Workers who lose a job tend to experience large and persistent earnings losses. On average, real earnings are around one-third lower in the year of job loss, and it takes at least four years for an individual's annual earnings to recover. Earnings losses are particularly persistent following the loss of a long-term job. Workers who find new employment tend to work fewer hours at lower hourly rates of pay.

Introduction

Many workers will face periods of unemployment over the course of their working lives. For those workers who lose their jobs, some will soon find work elsewhere; for others, job loss will be costly and entail significant financial hardship. Government income support typically provides only a partial replacement for lost wages. Some people who find new employment will accept work with reduced wages or hours. Beyond these financial costs, it is well documented that unemployment – particularly long-term unemployment – can have adverse effects on mental and physical health (Mathers and Schofield 1998).

Information about the experience of those who lose a job can enhance our understanding about how household incomes, and therefore spending patterns, are affected by outcomes in the labour market (Penrose and La Cava 2021). This is relevant for policymakers tasked with managing aggregate demand, such as the Reserve Bank of Australia.

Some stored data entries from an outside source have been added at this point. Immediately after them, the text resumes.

//! Outside-world adapters for the funnel: lead intake and webhook relay,
//! plus the items and zip-metadata data sources.

pub mod dispatcher;
pub mod lead_relay;
pub mod sources;
pub mod webhook;

pub use dispatcher::SpawnedLeadDispatcher;
pub use lead_relay::{LeadRelayEndpoint, LeadRequest, LeadResponse};
pub use sources::{HttpItemsSource, HttpZipSource, StaticItemsSource, StaticZipSource};
pub use webhook::WebhookRelay;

It also informs policymakers who are tasked with designing policies to support workers who lose a job, including because of technological disruption, an economic downturn or a global pandemic.

This article explores the effect of job loss on workers' earnings by examining people's experience in the 18 years prior to the outbreak of COVID-19.

Measuring the financial cost of job loss

We can estimate the financial cost of job loss by following people's earnings around a transition from employment to unemployment and comparing their earnings with those of workers who did not lose a job. Statistical models can be used to control for other factors that may influence the comparison of outcomes. This enables us to estimate the average loss of earnings as a direct result of job loss, as well as any forgone growth in earnings.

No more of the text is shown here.